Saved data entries
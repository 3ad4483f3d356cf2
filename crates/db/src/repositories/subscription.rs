//! Subscription repository: subscription + invoice paid from the wallet.
//!
//! Shares the settlement flows' guard pattern: the posted balance must
//! cover the price before the subscription or its invoice exist. After the
//! local commit a best-effort reconciliation pass matches open inbound
//! payments against the invoice; its failure surfaces as an error but does
//! not roll back the already-created documents.

use chrono::Utc;
use rust_decimal::Decimal;
use sea_orm::{
    ActiveModelTrait, ColumnTrait, DatabaseConnection, DbErr, EntityTrait, QueryFilter, Set,
    TransactionTrait,
};
use uuid::Uuid;

use farebox_core::documents::{InvoiceLineSpec, InvoiceSpec, ProductKind};
use farebox_core::subscription::{SubscriptionOrder, ensure_wallet_covers};
use farebox_shared::AppError;
use farebox_shared::types::{ContactId, RequestContext};

use super::company::{CompanyError, CompanyRepository};
use super::document::{DocumentError, DocumentRepository};
use super::wallet::{WalletError, WalletRepository};
use crate::entities::{
    accounting_documents, contacts, ledger_entries,
    sea_orm_active_enums::{
        DepositMethod, DocumentKind, DocumentState, EntryStatus, OrderRefKind, PaymentDirection,
    },
    subscriptions,
};

/// Error types for subscription operations.
#[derive(Debug, thiserror::Error)]
pub enum SubscriptionRepoError {
    /// Contact not found in this company.
    #[error("Partner not found")]
    PartnerNotFound,

    /// Contact has no wallet.
    #[error("Wallet not found for this partner")]
    WalletNotFound,

    /// A subscription with this external id already exists.
    #[error("Subscription with this id already exists")]
    Duplicate,

    /// Posted balance does not cover the price.
    #[error("Insufficient balance to pay invoice")]
    InsufficientBalance,

    /// Post-commit reconciliation failed; the invoice stands.
    #[error("Failed to reconcile payment: {0}")]
    ReconciliationFailed(String),

    /// Document factory error.
    #[error(transparent)]
    Document(#[from] DocumentError),

    /// Wallet operation error.
    #[error(transparent)]
    Wallet(#[from] WalletError),

    /// Company lookup error.
    #[error(transparent)]
    Company(#[from] CompanyError),

    /// Database error.
    #[error("Database error: {0}")]
    Database(#[from] DbErr),
}

impl From<SubscriptionRepoError> for AppError {
    fn from(e: SubscriptionRepoError) -> Self {
        match e {
            SubscriptionRepoError::PartnerNotFound | SubscriptionRepoError::WalletNotFound => {
                Self::NotFound(e.to_string())
            }
            SubscriptionRepoError::Duplicate => Self::Conflict(e.to_string()),
            SubscriptionRepoError::InsufficientBalance => Self::PaymentRequired(e.to_string()),
            SubscriptionRepoError::ReconciliationFailed(_) => Self::Internal(e.to_string()),
            SubscriptionRepoError::Document(e) => e.into(),
            SubscriptionRepoError::Wallet(e) => e.into(),
            SubscriptionRepoError::Company(e) => e.into(),
            SubscriptionRepoError::Database(e) => Self::Database(e.to_string()),
        }
    }
}

/// Result of creating a wallet-paid subscription.
#[derive(Debug, Clone)]
pub struct SubscriptionOutcome {
    /// The subscription row.
    pub subscription: subscriptions::Model,
    /// The posted invoice.
    pub invoice: accounting_documents::Model,
    /// Posted balance after the wallet debit.
    pub balance_after: Decimal,
}

/// Subscription repository.
#[derive(Debug, Clone)]
pub struct SubscriptionRepository {
    db: DatabaseConnection,
}

impl SubscriptionRepository {
    /// Creates a new subscription repository.
    #[must_use]
    pub const fn new(db: DatabaseConnection) -> Self {
        Self { db }
    }

    /// Creates a subscription with its posted invoice and pays it from the
    /// contact's wallet.
    pub async fn create_with_invoice(
        &self,
        ctx: &RequestContext,
        contact_id: Uuid,
        order: &SubscriptionOrder,
    ) -> Result<SubscriptionOutcome, SubscriptionRepoError> {
        let company_id = ctx.company_id.into_inner();

        let existing = subscriptions::Entity::find()
            .filter(subscriptions::Column::CompanyId.eq(company_id))
            .filter(subscriptions::Column::ExternalId.eq(order.external_id.clone()))
            .one(&self.db)
            .await?;
        if existing.is_some() {
            return Err(SubscriptionRepoError::Duplicate);
        }

        let txn = self.db.begin().await?;
        let company = CompanyRepository::load_in(&txn, company_id).await?;

        let contact = contacts::Entity::find_by_id(contact_id)
            .one(&txn)
            .await?
            .filter(|c| c.company_id == company_id)
            .ok_or(SubscriptionRepoError::PartnerNotFound)?;

        let wallet = WalletRepository::lock_wallet_by_contact_in(&txn, contact.id)
            .await
            .map_err(|e| match e {
                WalletError::NotFound => SubscriptionRepoError::WalletNotFound,
                other => SubscriptionRepoError::Wallet(other),
            })?;

        // Balance guard before the subscription or invoice exist.
        let balance = WalletRepository::posted_balance_in(&txn, wallet.id).await?;
        ensure_wallet_covers(balance, order.price)
            .map_err(|_| SubscriptionRepoError::InsufficientBalance)?;

        let subscription = subscriptions::ActiveModel {
            id: Set(Uuid::now_v7()),
            company_id: Set(company_id),
            contact_id: Set(contact.id),
            external_id: Set(order.external_id.clone()),
            subscription_type: Set(order.subscription_type.into()),
            price: Set(order.price),
            start_date: Set(order.start_date),
            end_date: Set(order.end_date),
            invoice_id: Set(None),
            created_at: Set(Utc::now().into()),
        }
        .insert(&txn)
        .await?;

        let journal_id =
            DocumentRepository::resolve_subscription_journal_in(&txn, &company).await?;
        let invoice_spec = InvoiceSpec::new(
            ContactId::from_uuid(contact.id),
            vec![InvoiceLineSpec {
                product: ProductKind::Subscription,
                label: order.subscription_type.as_str().to_string(),
                amount: order.price,
            }],
        )
        .map_err(|e| WalletError::InvalidSpec(e.to_string()))?;
        let invoice =
            DocumentRepository::create_invoice_in(&txn, &company, &invoice_spec, Some(journal_id))
                .await?;

        let mut active: subscriptions::ActiveModel = subscription.clone().into();
        active.invoice_id = Set(Some(invoice.id));
        let subscription = active.update(&txn).await?;

        // used-style debit referencing the subscription.
        ledger_entries::ActiveModel {
            id: Set(Uuid::now_v7()),
            wallet_id: Set(wallet.id),
            issued: Set(Decimal::ZERO),
            used: Set(order.price),
            status: Set(EntryStatus::Posted),
            description: Set("wallet_withdraw_transaction_for_subscription".to_string()),
            order_kind: Set(OrderRefKind::Subscription),
            order_id: Set(Some(subscription.id)),
            deposit_method: Set(DepositMethod::Direct),
            reference: Set(None),
            bank: Set(None),
            account_number: Set(None),
            created_at: Set(Utc::now().into()),
        }
        .insert(&txn)
        .await?;

        let balance_after = WalletRepository::refresh_balance_in(&txn, wallet.id).await?;
        txn.commit().await?;

        // Best-effort: match open inbound payments against the invoice.
        // The subscription and invoice stand even if this fails.
        self.reconcile_open_payments(contact.id, invoice.id)
            .await
            .map_err(|e| SubscriptionRepoError::ReconciliationFailed(e.to_string()))?;

        Ok(SubscriptionOutcome {
            subscription,
            invoice,
            balance_after,
        })
    }

    /// Marks the invoice and the contact's open posted inbound payments as
    /// reconciled.
    async fn reconcile_open_payments(
        &self,
        contact_id: Uuid,
        invoice_id: Uuid,
    ) -> Result<(), DbErr> {
        let open_payments = accounting_documents::Entity::find()
            .filter(accounting_documents::Column::PartnerId.eq(contact_id))
            .filter(accounting_documents::Column::Kind.eq(DocumentKind::Payment))
            .filter(accounting_documents::Column::State.eq(DocumentState::Posted))
            .filter(accounting_documents::Column::Direction.eq(PaymentDirection::Inbound))
            .filter(accounting_documents::Column::Reconciled.eq(false))
            .all(&self.db)
            .await?;

        for payment in open_payments {
            let mut active: accounting_documents::ActiveModel = payment.into();
            active.reconciled = Set(true);
            active.update(&self.db).await?;
        }

        if let Some(invoice) = accounting_documents::Entity::find_by_id(invoice_id)
            .one(&self.db)
            .await?
        {
            let mut active: accounting_documents::ActiveModel = invoice.into();
            active.reconciled = Set(true);
            active.update(&self.db).await?;
        }

        Ok(())
    }
}
//! `SeaORM` entity for the wallets table.
//!
//! The `balance` column is a denormalized projection of the posted ledger
//! entries; it is only ever written from the posted-entry recomputation.

use sea_orm::entity::prelude::*;
use serde::{Deserialize, Serialize};

#[derive(Clone, Debug, PartialEq, DeriveEntityModel, Eq, Serialize, Deserialize)]
#[sea_orm(table_name = "wallets")]
pub struct Model {
    #[sea_orm(primary_key, auto_increment = false)]
    pub id: Uuid,
    pub company_id: Uuid,
    #[sea_orm(unique)]
    pub contact_id: Uuid,
    pub balance: Decimal,
    pub currency: String,
    pub created_at: DateTimeWithTimeZone,
    pub updated_at: DateTimeWithTimeZone,
}

#[derive(Copy, Clone, Debug, EnumIter, DeriveRelation)]
pub enum Relation {
    #[sea_orm(
        belongs_to = "super::contacts::Entity",
        from = "Column::ContactId",
        to = "super::contacts::Column::Id"
    )]
    Contacts,
    #[sea_orm(has_many = "super::ledger_entries::Entity")]
    LedgerEntries,
}

impl Related<super::contacts::Entity> for Entity {
    fn to() -> RelationDef {
        Relation::Contacts.def()
    }
}

impl Related<super::ledger_entries::Entity> for Entity {
    fn to() -> RelationDef {
        Relation::LedgerEntries.def()
    }
}

impl ActiveModelBehavior for ActiveModel {}
//! Wallet operation errors.

use rust_decimal::Decimal;
use thiserror::Error;

use crate::documents::DocumentError;

/// Errors raised while planning or guarding wallet operations.
#[derive(Debug, Error, PartialEq, Eq)]
pub enum WalletError {
    /// Posted balance does not cover the requested amount.
    #[error("Insufficient wallet balance: requested {requested}, available {available}")]
    InsufficientBalance {
        /// Current posted balance.
        available: Decimal,
        /// Amount the caller asked to withdraw.
        requested: Decimal,
    },

    /// Invalid document spec.
    #[error(transparent)]
    Document(#[from] DocumentError),
}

TASK TO CARRY OUT: Find every line in the records that holds the word "WalletRepository", then state the count alone.

EXERCISE OUTPUT: 4